PRÉFACEÀ UNE MYTHOLOGIE MODERNE
Il semble que toute idée ait aujourd’hui dépassé sa phase critique. Il est communément reçu qu’un examen général des notions abstraites de l’homme ait épuisé insensiblement celles-ci, que la lumière humaine se soit partout glissée et que rien n’ait ainsi échappé à ce procès universel, susceptible au plus de révision. Nous voyons donc tous les philosophes du monde s’obstiner avant de s’attaquer au moindre problème à l’exposé et à la réfutation de tout ce qu’ont dit sur lui leurs devanciers.

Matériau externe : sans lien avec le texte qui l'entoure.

use config::{Config, ConfigError, Environment, File};
use serde::Deserialize;

#[derive(Debug, Deserialize, Clone)]
#[serde(default)]
pub struct CorsConfig {
    pub allow_origins: Vec<String>,
    pub max_age: u64,
}

impl Default for CorsConfig {
    fn default() -> Self {
        Self {
            allow_origins: vec![
                "http://localhost:3000".into(),
                "http://localhost:5173".into(),
            ],
            max_age: 3600,
        }
    }
}

#[derive(Debug, Deserialize, Clone)]
pub struct ServerConfig {
    pub host: String,
    pub port: u16,
    #[serde(default)]
    pub cors: CorsConfig,
}

#[derive(Debug, Deserialize, Clone, Default)]
pub struct DatabaseConfig {
    /// Postgres URL. Records are kept in memory when unset.
    pub url: Option<String>,
}

#[derive(Debug, Deserialize, Clone)]
pub struct AppConfig {
    pub server: ServerConfig,
    #[serde(default)]
    pub database: DatabaseConfig,
}

impl AppConfig {
    pub fn load() -> Result<Self, ConfigError> {
        Self::load_from(Environment::with_prefix("GAMETRACKER"))
    }

    /// Layer defaults, `config/config.toml` and `env` (e.g.
    /// `GAMETRACKER__DATABASE__URL`). `server.cors.allow_origins` is read from
    /// the environment as a comma-separated list.
    fn load_from(env: Environment) -> Result<Self, ConfigError> {
        let s = Config::builder()
            .set_default("server.host", "127.0.0.1")?
            .set_default("server.port", 5000)?
            .add_source(File::with_name("config/config").required(false))
            .add_source(
                env.separator("__")
                    .list_separator(",")
                    .with_list_parse_key("server.cors.allow_origins")
                    .try_parsing(true),
            )
            .build()?;

        s.try_deserialize()
    }
}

Et par là même ils ne pensent rien qui ne soit fonction d’une erreur antérieure, qui ne s’appuie sur elle, qui n’en participe. Curieuse méthode étrangement négatrice : il semble qu’elle ait peur du génie, là même où rien ne s’imposerait pourtant qui ne soit le génie même, l’invention pure et la révélation. L’insuffisance des moyens dialectiques, leur inefficacité dans la voie de toute certitude, à tout moment il semble que ceux qui firent de la pensée leur domaine en aient pris passagèrement conscience. Mais cette conscience ne les a entraînés qu’à disputer des moyens dialectiques et non de la dialectique même, et encore moins de son objet, la vérité. Ou si celle-ci les a, par miracle, occupés, c’est qu’ils la considéraient comme but, et non en elle-même. L’objectivité de la certitude, voilà de quoi l’on querellait sans difficultés : la réalité de la certitude, personne n’y avait songé.

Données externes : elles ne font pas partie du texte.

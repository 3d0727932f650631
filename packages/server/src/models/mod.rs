pub mod item;
pub mod review;
pub mod shared;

Les caractères de la certitude varient suivant les systèmes personnels des philosophes, de la certitude commune au scepticisme idéal de certains incertains. Mais si réduite soit-elle, par exemple à la conscience de l’être, la certitude se présente pour tous ses scrutateurs avec des caractères propres et définissables qui permettent de la distinguer de l’erreur. La certitude est réalité. De cette croyance fondamentale procède le succès de la fameuse doctrine cartésienne de l’évidence.

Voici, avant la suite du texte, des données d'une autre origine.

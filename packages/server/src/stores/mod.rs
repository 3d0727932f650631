//! The data-integrity and query layer: every rule about items and reviews
//! lives here, independent of HTTP.

pub mod item;
pub mod review;

use chrono::{Datelike, Utc};
use common::ObjectId;

use crate::error::AppError;

pub use item::ItemStore;
pub use review::ReviewStore;

/// Parse a caller-supplied identifier, rejecting malformed ones up front.
fn parse_id(raw: &str, kind: &str) -> Result<ObjectId, AppError> {
    ObjectId::parse_str(raw).map_err(|_| AppError::InvalidArgument(format!("Invalid {kind} id")))
}

fn current_year() -> i32 {
    Utc::now().year()
}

Nous n’avons pas fini de découvrir les ravages de cette illusion. Il semble que rien n’ait jamais constitué pour la marche de l’esprit une pierre d’achoppement aussi difficile à éviter que ce sophisme de l’évidence qui flattait une des plus communes façons de penser des hommes. On la rencontre à la base de toute logique. En elle se résout toute preuve que l’homme se donne d’une proposition qu’il énonce. L’homme déduit en se réclamant d’elle. En se réclamant d’elle, il conclut. Et c’est ainsi qu’il s’est fait une vérité changeante, et toujours évidente, de laquelle il se demande vainement pourquoi il n’arrive pas à se contenter.
Or il est un royaume noir, et que les yeux de l’homme évitent, parce que ce paysage ne les flatte point. Cette ombre, de laquelle il prétend se passer pour décrire la lumière, c’est l’erreur avec ses caractères inconnus, l’erreur qui, seule, pourrait témoigner à celui qui l’aurait envisagée pour elle-même, de la fugitive réalité. Mais qui ne saisit que le visage de l’erreur et celui de la vérité ne sauraient avoir des traits différents ? L’erreur s’accompagne de certitude. L’erreur s’impose par l’évidence. Et tout ce qui se dit de la vérité, qu’on le dise de l’erreur : on ne se trompera pas davantage. Il n’y aurait pas d’erreur sans le sentiment même de l’évidence. Sans lui on ne s’arrêterait jamais à l’erreur.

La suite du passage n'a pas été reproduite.